▸ **Input for this task**:
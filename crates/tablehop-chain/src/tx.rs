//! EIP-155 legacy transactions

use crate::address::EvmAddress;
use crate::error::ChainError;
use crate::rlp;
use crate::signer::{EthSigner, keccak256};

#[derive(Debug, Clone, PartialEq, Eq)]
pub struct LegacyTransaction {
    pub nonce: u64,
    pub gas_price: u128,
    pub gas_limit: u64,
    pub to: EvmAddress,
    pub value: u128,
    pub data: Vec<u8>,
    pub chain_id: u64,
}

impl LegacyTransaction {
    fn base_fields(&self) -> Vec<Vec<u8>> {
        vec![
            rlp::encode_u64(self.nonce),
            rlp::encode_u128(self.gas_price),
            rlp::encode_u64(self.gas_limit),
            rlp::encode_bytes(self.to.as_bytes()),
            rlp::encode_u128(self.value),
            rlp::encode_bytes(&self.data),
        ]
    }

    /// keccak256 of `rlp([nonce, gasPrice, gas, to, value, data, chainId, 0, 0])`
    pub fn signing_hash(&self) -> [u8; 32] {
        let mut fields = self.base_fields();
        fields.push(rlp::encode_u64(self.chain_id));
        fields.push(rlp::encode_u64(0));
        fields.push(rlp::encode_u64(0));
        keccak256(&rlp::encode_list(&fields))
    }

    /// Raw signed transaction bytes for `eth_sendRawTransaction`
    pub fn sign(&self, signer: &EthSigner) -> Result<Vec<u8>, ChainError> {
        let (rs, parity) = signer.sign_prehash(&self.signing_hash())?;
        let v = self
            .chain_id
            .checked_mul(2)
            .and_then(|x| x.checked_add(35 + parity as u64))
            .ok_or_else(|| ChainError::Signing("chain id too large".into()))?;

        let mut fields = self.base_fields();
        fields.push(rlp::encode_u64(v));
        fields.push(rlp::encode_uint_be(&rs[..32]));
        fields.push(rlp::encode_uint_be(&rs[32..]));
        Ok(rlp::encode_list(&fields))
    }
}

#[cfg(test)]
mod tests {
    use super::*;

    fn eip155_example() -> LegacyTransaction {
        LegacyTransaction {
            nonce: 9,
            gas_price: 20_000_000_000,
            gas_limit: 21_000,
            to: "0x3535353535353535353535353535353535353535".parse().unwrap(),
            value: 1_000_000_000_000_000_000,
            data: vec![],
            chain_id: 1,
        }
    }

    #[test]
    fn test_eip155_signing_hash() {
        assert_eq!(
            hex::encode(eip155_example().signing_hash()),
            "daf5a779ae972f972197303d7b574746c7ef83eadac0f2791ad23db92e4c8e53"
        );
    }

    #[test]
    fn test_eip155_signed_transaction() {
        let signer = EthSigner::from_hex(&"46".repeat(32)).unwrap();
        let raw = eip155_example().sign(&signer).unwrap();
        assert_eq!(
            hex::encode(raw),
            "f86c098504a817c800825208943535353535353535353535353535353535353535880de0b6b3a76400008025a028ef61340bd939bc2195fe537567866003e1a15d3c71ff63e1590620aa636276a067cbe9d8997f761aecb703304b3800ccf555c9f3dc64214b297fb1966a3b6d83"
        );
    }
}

...

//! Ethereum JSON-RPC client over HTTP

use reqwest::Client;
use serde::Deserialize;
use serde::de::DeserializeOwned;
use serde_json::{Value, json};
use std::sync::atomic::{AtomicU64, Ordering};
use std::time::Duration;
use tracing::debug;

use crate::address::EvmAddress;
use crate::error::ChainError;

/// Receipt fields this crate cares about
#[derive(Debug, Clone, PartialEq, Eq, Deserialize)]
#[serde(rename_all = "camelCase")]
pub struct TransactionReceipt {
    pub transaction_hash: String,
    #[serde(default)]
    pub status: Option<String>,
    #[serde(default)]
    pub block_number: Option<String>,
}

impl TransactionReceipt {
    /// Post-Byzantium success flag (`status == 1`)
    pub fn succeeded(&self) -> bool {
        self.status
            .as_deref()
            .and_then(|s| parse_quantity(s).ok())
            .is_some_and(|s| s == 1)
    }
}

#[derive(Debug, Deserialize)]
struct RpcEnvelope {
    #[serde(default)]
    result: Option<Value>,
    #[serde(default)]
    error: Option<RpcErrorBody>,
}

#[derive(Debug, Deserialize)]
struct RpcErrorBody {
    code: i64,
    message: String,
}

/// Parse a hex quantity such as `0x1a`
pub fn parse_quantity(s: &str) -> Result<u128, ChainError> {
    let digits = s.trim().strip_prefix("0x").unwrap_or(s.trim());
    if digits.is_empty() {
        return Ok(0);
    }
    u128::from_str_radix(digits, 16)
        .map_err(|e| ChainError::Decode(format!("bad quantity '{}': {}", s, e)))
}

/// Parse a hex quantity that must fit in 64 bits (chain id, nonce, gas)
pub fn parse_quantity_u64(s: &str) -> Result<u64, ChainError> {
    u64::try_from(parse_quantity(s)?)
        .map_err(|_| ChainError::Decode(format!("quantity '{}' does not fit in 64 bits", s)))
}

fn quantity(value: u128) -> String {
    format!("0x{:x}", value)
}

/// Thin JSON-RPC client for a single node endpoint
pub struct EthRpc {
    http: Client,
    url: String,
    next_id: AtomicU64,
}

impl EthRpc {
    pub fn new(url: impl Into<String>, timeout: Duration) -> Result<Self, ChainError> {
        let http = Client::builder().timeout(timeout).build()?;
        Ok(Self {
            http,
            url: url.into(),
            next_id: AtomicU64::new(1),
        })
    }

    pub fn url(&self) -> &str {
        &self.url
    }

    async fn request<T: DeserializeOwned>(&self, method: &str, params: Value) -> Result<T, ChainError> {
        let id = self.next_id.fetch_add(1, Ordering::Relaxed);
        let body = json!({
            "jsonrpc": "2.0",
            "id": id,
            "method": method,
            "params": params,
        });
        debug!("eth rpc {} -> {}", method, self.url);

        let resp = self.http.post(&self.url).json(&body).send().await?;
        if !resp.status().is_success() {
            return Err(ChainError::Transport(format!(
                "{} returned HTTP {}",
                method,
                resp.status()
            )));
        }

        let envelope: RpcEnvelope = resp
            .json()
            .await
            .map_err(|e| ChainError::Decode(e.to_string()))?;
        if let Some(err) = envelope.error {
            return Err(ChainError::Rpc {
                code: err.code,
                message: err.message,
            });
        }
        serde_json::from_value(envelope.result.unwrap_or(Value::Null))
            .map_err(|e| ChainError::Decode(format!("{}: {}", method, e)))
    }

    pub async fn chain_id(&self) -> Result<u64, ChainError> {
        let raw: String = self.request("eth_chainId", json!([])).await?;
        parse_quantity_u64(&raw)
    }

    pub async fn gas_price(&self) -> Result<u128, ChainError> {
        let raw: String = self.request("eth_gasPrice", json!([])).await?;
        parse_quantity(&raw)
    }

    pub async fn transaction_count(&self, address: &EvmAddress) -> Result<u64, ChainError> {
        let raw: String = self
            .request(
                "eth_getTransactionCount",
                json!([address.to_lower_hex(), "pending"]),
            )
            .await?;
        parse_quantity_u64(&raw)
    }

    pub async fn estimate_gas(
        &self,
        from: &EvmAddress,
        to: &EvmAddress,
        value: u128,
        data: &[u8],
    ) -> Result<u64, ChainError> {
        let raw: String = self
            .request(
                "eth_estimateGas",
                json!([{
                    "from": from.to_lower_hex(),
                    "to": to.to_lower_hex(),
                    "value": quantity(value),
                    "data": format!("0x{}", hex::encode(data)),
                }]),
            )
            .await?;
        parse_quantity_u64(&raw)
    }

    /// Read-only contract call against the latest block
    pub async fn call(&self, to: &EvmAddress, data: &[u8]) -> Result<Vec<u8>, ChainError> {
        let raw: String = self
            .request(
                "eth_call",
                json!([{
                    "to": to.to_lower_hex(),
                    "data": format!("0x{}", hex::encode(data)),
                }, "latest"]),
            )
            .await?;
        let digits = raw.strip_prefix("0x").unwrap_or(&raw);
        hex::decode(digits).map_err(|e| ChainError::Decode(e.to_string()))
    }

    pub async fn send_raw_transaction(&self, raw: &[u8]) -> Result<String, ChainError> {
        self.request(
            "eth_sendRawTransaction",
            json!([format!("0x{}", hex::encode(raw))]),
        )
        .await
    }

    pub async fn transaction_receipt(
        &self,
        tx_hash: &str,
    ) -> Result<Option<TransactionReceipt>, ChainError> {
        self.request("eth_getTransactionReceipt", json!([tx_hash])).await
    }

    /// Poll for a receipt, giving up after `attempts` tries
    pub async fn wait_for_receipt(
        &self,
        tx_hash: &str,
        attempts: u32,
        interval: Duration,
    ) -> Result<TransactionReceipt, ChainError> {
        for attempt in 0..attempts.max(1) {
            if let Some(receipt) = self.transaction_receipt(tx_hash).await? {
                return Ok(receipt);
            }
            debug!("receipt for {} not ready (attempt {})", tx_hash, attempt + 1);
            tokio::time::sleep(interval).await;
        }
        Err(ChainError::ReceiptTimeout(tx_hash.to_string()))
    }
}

* * *

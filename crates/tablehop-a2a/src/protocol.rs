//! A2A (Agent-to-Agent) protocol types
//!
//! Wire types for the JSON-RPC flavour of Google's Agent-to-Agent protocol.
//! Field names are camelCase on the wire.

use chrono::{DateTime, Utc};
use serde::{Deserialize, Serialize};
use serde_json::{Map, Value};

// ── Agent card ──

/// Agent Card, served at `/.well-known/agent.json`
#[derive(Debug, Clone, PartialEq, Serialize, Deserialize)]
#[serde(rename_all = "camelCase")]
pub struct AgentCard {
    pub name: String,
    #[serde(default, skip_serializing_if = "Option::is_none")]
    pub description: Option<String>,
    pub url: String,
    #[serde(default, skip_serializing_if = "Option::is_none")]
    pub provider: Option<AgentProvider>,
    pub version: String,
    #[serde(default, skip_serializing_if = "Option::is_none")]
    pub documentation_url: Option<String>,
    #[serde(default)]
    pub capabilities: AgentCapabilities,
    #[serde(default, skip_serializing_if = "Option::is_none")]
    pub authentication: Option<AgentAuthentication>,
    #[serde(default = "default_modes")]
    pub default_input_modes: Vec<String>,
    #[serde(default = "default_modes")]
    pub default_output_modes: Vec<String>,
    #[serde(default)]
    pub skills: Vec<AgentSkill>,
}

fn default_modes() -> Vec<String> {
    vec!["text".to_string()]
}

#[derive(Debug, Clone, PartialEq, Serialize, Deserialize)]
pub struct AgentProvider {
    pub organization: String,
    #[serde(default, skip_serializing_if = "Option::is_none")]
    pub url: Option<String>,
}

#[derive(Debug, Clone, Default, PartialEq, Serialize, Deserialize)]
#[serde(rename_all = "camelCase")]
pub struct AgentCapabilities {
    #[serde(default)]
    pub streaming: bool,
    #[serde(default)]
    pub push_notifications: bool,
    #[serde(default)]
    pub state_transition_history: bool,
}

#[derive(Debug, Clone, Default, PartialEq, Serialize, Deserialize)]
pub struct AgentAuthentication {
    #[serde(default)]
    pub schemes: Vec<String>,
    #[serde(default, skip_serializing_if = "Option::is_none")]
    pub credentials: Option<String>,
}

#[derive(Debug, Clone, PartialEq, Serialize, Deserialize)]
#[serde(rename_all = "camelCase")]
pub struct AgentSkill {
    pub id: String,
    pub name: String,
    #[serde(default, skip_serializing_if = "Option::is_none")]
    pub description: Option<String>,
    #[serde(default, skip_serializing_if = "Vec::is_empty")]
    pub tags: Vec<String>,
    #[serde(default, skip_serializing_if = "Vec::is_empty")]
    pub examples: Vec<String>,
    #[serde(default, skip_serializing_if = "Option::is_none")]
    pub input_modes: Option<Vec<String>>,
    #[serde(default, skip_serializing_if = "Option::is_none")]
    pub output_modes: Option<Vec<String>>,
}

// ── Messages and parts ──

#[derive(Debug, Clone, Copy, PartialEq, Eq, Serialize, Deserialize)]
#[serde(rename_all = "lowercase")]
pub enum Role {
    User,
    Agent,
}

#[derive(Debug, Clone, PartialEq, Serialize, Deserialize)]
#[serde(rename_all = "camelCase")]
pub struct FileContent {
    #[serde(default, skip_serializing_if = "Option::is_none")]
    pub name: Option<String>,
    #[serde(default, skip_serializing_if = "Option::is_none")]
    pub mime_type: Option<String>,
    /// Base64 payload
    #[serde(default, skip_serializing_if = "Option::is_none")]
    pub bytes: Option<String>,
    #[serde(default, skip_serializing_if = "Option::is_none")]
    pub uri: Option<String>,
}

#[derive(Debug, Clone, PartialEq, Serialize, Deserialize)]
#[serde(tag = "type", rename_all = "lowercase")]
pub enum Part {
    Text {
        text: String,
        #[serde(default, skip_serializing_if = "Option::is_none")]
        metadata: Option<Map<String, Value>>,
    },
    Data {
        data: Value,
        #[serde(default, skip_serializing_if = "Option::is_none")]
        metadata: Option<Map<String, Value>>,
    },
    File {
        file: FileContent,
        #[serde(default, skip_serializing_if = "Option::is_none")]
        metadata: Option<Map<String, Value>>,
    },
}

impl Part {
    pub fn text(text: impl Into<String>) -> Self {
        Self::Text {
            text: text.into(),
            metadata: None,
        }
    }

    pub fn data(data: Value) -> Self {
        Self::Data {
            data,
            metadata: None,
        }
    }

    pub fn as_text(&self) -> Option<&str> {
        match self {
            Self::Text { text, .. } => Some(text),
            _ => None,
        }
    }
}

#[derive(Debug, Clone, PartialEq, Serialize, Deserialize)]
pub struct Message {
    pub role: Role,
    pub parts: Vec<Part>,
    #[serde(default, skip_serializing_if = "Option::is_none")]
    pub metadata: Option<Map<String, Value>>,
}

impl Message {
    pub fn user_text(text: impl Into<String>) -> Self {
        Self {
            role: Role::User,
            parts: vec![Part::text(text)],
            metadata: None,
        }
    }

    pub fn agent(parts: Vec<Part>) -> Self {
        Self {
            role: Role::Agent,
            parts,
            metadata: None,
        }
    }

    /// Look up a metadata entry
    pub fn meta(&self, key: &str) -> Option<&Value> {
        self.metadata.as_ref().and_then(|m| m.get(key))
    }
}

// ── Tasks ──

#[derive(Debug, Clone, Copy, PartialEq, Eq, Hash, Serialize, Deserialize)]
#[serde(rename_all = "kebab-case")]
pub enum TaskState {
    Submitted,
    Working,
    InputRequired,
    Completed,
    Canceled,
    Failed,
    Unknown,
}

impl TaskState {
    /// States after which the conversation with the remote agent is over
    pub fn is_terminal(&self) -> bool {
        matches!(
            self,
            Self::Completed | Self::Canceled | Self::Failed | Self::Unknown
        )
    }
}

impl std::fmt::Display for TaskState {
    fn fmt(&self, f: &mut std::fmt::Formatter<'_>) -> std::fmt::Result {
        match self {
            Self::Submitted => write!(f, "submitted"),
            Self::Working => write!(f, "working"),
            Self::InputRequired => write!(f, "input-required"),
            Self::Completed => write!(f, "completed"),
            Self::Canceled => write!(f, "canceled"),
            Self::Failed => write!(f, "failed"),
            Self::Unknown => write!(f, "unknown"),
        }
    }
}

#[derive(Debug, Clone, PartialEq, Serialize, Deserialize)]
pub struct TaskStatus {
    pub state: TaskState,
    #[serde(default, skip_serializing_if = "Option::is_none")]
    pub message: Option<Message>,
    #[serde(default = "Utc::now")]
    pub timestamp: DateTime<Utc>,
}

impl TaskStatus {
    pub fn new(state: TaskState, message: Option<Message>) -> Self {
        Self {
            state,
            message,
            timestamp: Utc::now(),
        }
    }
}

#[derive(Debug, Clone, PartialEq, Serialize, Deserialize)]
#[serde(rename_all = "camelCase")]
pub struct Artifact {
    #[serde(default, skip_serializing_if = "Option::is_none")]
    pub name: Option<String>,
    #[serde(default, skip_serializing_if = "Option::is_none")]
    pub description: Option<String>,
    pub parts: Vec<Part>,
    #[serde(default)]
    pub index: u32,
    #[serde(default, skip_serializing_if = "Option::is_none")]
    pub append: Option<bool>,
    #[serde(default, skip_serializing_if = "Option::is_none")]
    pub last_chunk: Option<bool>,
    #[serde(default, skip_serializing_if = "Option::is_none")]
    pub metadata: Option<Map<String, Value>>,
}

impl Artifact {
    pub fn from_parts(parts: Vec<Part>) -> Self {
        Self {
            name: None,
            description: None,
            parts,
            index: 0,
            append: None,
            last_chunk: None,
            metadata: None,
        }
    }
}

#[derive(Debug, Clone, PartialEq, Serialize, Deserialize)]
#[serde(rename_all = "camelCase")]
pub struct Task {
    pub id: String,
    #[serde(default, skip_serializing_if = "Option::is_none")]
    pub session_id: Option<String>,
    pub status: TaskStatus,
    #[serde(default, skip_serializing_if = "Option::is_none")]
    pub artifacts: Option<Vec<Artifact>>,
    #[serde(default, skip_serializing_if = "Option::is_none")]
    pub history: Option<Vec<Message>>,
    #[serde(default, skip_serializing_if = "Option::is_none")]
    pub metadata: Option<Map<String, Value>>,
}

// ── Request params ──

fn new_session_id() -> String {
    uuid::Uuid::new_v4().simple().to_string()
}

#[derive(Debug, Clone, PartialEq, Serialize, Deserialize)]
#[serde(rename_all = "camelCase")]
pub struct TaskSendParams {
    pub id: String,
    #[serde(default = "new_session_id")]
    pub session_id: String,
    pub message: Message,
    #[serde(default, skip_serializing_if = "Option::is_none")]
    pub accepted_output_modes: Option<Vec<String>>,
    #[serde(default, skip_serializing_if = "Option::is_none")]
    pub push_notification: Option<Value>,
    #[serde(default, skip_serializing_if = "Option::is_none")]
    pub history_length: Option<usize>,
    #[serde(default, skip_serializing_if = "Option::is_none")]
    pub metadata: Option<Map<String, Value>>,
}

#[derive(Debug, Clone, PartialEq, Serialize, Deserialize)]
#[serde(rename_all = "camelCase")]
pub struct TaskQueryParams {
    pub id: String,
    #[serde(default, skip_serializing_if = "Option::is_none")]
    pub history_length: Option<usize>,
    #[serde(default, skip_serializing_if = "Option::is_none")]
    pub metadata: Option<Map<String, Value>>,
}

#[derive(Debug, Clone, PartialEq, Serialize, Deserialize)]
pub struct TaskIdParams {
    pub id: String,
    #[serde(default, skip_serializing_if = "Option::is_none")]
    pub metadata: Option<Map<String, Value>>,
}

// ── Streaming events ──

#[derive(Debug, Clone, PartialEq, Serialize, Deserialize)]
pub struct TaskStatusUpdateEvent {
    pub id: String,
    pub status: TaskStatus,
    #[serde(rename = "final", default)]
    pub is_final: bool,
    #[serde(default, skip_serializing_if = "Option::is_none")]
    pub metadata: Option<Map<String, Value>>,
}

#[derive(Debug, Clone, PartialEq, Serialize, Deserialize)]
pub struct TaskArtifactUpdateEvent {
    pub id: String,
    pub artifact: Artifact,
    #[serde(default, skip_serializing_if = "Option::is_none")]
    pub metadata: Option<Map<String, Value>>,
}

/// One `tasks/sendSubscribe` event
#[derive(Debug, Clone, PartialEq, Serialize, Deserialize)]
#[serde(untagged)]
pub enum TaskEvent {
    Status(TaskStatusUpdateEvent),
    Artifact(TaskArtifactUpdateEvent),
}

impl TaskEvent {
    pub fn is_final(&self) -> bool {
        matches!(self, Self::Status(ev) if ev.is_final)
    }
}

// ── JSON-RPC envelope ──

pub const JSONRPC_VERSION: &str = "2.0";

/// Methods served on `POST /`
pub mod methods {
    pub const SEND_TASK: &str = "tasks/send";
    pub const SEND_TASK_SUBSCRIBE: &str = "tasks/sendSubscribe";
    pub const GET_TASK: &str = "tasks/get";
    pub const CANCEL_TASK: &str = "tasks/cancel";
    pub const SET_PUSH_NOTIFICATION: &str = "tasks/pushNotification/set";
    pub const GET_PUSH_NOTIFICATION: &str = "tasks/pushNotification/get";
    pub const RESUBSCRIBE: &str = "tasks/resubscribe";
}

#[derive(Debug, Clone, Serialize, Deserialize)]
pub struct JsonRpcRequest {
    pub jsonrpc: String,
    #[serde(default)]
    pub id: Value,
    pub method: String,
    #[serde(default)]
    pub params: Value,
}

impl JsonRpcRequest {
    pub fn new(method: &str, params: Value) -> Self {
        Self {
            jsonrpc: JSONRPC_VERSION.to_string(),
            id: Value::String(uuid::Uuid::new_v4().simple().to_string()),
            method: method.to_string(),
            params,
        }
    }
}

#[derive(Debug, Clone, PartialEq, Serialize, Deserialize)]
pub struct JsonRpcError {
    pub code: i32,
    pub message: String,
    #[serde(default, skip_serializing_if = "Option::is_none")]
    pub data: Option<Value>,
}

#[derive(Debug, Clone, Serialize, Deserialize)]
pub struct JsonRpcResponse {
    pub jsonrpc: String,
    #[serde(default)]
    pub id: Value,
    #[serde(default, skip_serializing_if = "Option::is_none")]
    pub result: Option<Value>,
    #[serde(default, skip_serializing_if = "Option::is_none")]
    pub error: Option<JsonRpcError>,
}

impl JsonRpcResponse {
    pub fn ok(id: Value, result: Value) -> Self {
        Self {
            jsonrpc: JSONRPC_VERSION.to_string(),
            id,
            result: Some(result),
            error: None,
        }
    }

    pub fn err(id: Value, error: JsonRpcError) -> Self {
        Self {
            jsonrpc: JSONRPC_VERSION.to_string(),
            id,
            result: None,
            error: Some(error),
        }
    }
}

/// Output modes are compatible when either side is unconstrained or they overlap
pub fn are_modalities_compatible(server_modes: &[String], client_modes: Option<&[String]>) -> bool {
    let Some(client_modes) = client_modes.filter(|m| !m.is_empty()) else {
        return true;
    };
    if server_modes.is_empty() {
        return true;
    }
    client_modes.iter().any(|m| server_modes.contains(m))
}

▸ **Goal of the exercise**: Within the material above, output exactly the lines from the one with "Methods served on" through the one with "pub const CANCEL_TASK: &str", end lines included, and nothing besides.

▸ **Problem solution**:
/// Methods served on `POST /`
pub mod methods {
    pub const SEND_TASK: &str = "tasks/send";
    pub const SEND_TASK_SUBSCRIBE: &str = "tasks/sendSubscribe";
    pub const GET_TASK: &str = "tasks/get";
    pub const CANCEL_TASK: &str = "tasks/cancel";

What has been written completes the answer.